After decades of development, the OCR community has produced a series of related datasets that often provide annotations of text in a variety of styles, making it necessary for users to convert these datasets to the required format when using them. MMOCR supports dozens of commonly used text-related datasets and provides detailed tutorials for downloading and preparing the data.
In addition, we provide data conversion scripts to help users convert the annotations of widely-used OCR datasets to MMOCR formats.
- [Key Information Extraction Dataset Preparation](./data_prepare/kie.md)
In the following, we provide a brief overview of the data formats defined in MMOCR for each task.
- As shown in the following code block, the text detection task uses the data format `TextDetDataset`, which holds the bounding box annotations, file names, and other information required for the text detection task. We provide a sample annotation file in the `tests/data/det_toy_dataset/instances_test.json` path.
```json
{
"metainfo":
{
"dataset_type": "TextDetDataset",
"task_name": "textdet",
"category": [{"id": 0, "name": "text"}]
},
"data_list":
[
{
"img_path": "test_img.jpg",
"height": 640,
"width": 640,
"instances":
[
{
"polygon": [0, 0, 0, 10, 10, 20, 20, 0],
"bbox": [0, 0, 10, 20],
"bbox_label": 0,
"ignore": false,
},
],
//...
}
]
}
```
- As shown in the following code block, the text recognition task uses the data format `TextRecogDataset`, which holds information such as text instances and image paths required by the text recognition task. An example annotation file is provided in the `tests/data/rec_toy_dataset/labels.json` path.
```json
{
"metainfo":
{
"dataset_type": "TextRecogDataset",
"task_name": "textrecog",
},
"data_list":
[
{
"img_path": "test_img.jpg",
"instances":
[
{
"text": "GRAND"
}
]
}
]
}
```
## Downloading Datasets and Format Conversion
As an example of the data preparation steps, you can perform the following steps to prepare the ICDAR 2015 dataset for text detection task.
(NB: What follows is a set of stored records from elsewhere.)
//! Client output - the config archive the in-game client reads.
//!
//! The client expects a zip named `<player>_ccs_ap_config.zip` containing a
//! single `ap_config.lua` with a Lua return-table. The format is dictated by
//! the external client and is not negotiable here.

use serde::{Deserialize, Serialize};
use std::fs::File;
use std::io::Write;
use std::path::{Path, PathBuf};

use zip::write::FileOptions;
use zip::{CompressionMethod, ZipWriter};

use crate::error::WorldError;

/// The file the client looks for inside the archive.
const CONFIG_FILE_NAME: &str = "ap_config.lua";

/// Connection details written into the client config.
#[derive(Debug, Clone, PartialEq, Eq, Serialize, Deserialize)]
pub struct ConnectInfo {
    /// Host address; the client prompts when empty.
    #[serde(default)]
    pub host: String,
    /// The player's slot name.
    pub player: String,
    #[serde(default)]
    pub password: String,
    /// The multiworld seed.
    pub seed: u64,
}

impl ConnectInfo {
    /// Parse the generator config from TOML.
    pub fn from_toml_str(source: &str) -> Result<Self, WorldError> {
        Ok(toml::from_str(source)?)
    }

    /// The archive file name for this player.
    pub fn archive_file_name(&self) -> String {
        format!("{}_ccs_ap_config.zip", self.player)
    }

    /// Render the Lua return-table the client parses.
    pub fn lua_config(&self) -> String {
        let player = escape_lua(&self.player);
        let host = escape_lua(&self.host);
        let password = escape_lua(&self.password);
        format!(
            "return {{\n    host = \"{host}\",\n    player = \"{player}\",\n    password = \"{password}\",\n    seed = {seed},\n}}\n",
            seed = self.seed,
        )
    }

    /// Write the client archive into `output_dir` and return its path.
    pub fn write_client_archive(&self, output_dir: &Path) -> Result<PathBuf, WorldError> {
        let archive_path = output_dir.join(self.archive_file_name());
        let file = File::create(&archive_path)?;

        let mut archive = ZipWriter::new(file);
        let options = FileOptions::default().compression_method(CompressionMethod::Deflated);
        archive.start_file(CONFIG_FILE_NAME, options)?;
        archive.write_all(self.lua_config().as_bytes())?;
        archive.finish()?;

        Ok(archive_path)
    }
}

fn escape_lua(value: &str) -> String {
    value.replace('\\', "\\\\").replace('"', "\\\"")
}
- Download the ICDAR 2015 dataset from the [official ICDAR website](https://rrc.cvc.uab.es/?ch=4&com=downloads). Extract the training set `ch4_training_word_images_gt.zip` and the test set zip `ch4_test_word_images_gt.zip` to the path `data/icdar2015` respectively.
- Using the scripts provided by us to convert the annotations to MMOCR supported formats.
```bash
python tools/dataset_converters/textdet/icdar_converter.py data/det/icdar15/ -o data/det/icdar15/ --split-list training test -d icdar2015
```
- After completing the above steps, the annotation format has been converted, and the file directory structure is as follows
```text
data/det/icdar2015/
├── annotations
│ ├── test
│ └── training
├── imgs
│ ├── test
│ └── training
├── instances_test.json
└── instances_training.json
```
## Dataset Configuration
### Single Dataset Training
When training or evaluating a model on new datasets, we need to write the dataset config where the image path, annotation path, and image prefix are set. The path `configs/xxx/_base_/datasets/` is pre-configured with the commonly used datasets in MMOCR, here we take the ICDAR 2015 dataset as an example (see `configs/_base_/det_datasets/icdar2015.py`).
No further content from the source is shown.